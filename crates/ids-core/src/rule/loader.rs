// SPDX-License-Identifier: BUSL-1.1
// Copyright (c) 2026 Alfred Jean LLC

//! Scans a directory for rule documents and builds a [`RuleCatalog`]
//! (spec §4.1). Grounded on `toka-rule-metadata`'s YAML rule scan, adapted
//! so a malformed file rejects only itself, never the whole load.

use std::collections::BTreeMap;
use std::path::{Path, PathBuf};
use std::sync::Arc;

use tokio::sync::RwLock;
use walkdir::WalkDir;

use crate::rule::{Rule, RuleCatalog, RuleDoc, SharedCatalog};

/// Load failure for a single rule file; the loader collects these rather
/// than aborting (spec: "the loader never partially accepts a file" — a bad
/// file rejects only itself).
#[derive(Debug, Clone)]
pub struct RuleLoadFailure {
    pub path: PathBuf,
    pub reason: String,
}

/// Result of a load/reload pass: the new catalog plus any per-file failures.
pub struct LoadReport {
    pub catalog: RuleCatalog,
    pub failures: Vec<RuleLoadFailure>,
}

/// Parse a single rule document from YAML text.
///
/// `*_regex`-suffixed top-level keys are lifted into `RuleDoc::regex`
/// (stripped of the suffix) via a generic-value pre-pass, since they are
/// not known field names ahead of time.
pub fn parse_rule_yaml(text: &str) -> Result<Rule, String> {
    let mut value: serde_yaml::Value =
        serde_yaml::from_str(text).map_err(|e| format!("yaml parse error: {e}"))?;

    let mut regex_fields = BTreeMap::new();
    if let serde_yaml::Value::Mapping(ref mut map) = value {
        let keys: Vec<serde_yaml::Value> = map.keys().cloned().collect();
        for key in keys {
            if let serde_yaml::Value::String(k) = &key {
                if let Some(field) = k.strip_suffix("_regex") {
                    if let Some(v) = map.remove(&key) {
                        let pattern = v
                            .as_str()
                            .ok_or_else(|| format!("{k}: regex value must be a string"))?
                            .to_owned();
                        regex_fields.insert(field.to_owned(), pattern);
                    }
                }
            }
        }
    }

    let mut doc: RuleDoc =
        serde_yaml::from_value(value).map_err(|e| format!("schema error: {e}"))?;
    doc.regex = regex_fields;

    Rule::from_doc(doc)
}

/// Load all `.yaml`/`.yml` rule documents from `dir` (non-recursive).
pub fn load_dir(dir: &Path) -> LoadReport {
    let mut rules = Vec::new();
    let mut failures = Vec::new();
    let mut seen_ids: BTreeMap<String, PathBuf> = BTreeMap::new();

    let entries = WalkDir::new(dir).max_depth(1).into_iter().filter_map(|e| e.ok());
    for entry in entries {
        let path = entry.path();
        if !path.is_file() {
            continue;
        }
        let ext = path.extension().and_then(|e| e.to_str()).unwrap_or("");
        if ext != "yaml" && ext != "yml" {
            continue;
        }

        let text = match std::fs::read_to_string(path) {
            Ok(t) => t,
            Err(e) => {
                failures.push(RuleLoadFailure { path: path.to_path_buf(), reason: e.to_string() });
                continue;
            }
        };

        match parse_rule_yaml(&text) {
            Ok(rule) => {
                if let Some(prior) = seen_ids.get(&rule.id) {
                    failures.push(RuleLoadFailure {
                        path: path.to_path_buf(),
                        reason: format!(
                            "duplicate rule id {:?}, already defined in {}",
                            rule.id,
                            prior.display()
                        ),
                    });
                    continue;
                }
                seen_ids.insert(rule.id.clone(), path.to_path_buf());
                rules.push(rule);
            }
            Err(reason) => {
                tracing::warn!(path = %path.display(), %reason, "rejected rule document");
                failures.push(RuleLoadFailure { path: path.to_path_buf(), reason });
            }
        }
    }

    LoadReport { catalog: RuleCatalog::new(rules), failures }
}

/// Holds the live, atomically-swappable rule catalog.
///
/// `reload()` re-scans `dir` and swaps the snapshot; an in-flight evaluation
/// that already cloned the previous `Arc<RuleCatalog>` keeps running against
/// it (spec: never a mix of old and new).
pub struct RuleLoader {
    dir: PathBuf,
    catalog: RwLock<SharedCatalog>,
}

impl RuleLoader {
    /// Load the initial catalog from `dir`, returning the loader and any
    /// per-file load failures encountered on this first pass.
    pub fn load(dir: impl Into<PathBuf>) -> (Self, Vec<RuleLoadFailure>) {
        let dir = dir.into();
        let report = load_dir(&dir);
        (
            Self { dir, catalog: RwLock::new(Arc::new(report.catalog)) },
            report.failures,
        )
    }

    /// Current catalog snapshot, cheap to clone (`Arc`).
    pub async fn catalog(&self) -> SharedCatalog {
        self.catalog.read().await.clone()
    }

    /// Re-scan `dir` and atomically install the new catalog.
    pub async fn reload(&self) -> Vec<RuleLoadFailure> {
        let report = load_dir(&self.dir);
        *self.catalog.write().await = Arc::new(report.catalog);
        report.failures
    }
}

#[cfg(test)]
#[path = "loader_tests.rs"]
mod tests;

## DIRECTIONS FOR THIS TASK
Copy every line of the data where "match" is found.

## WRITTEN REPLY
        let text = match std::fs::read_to_string(path) {
        match parse_rule_yaml(&text) {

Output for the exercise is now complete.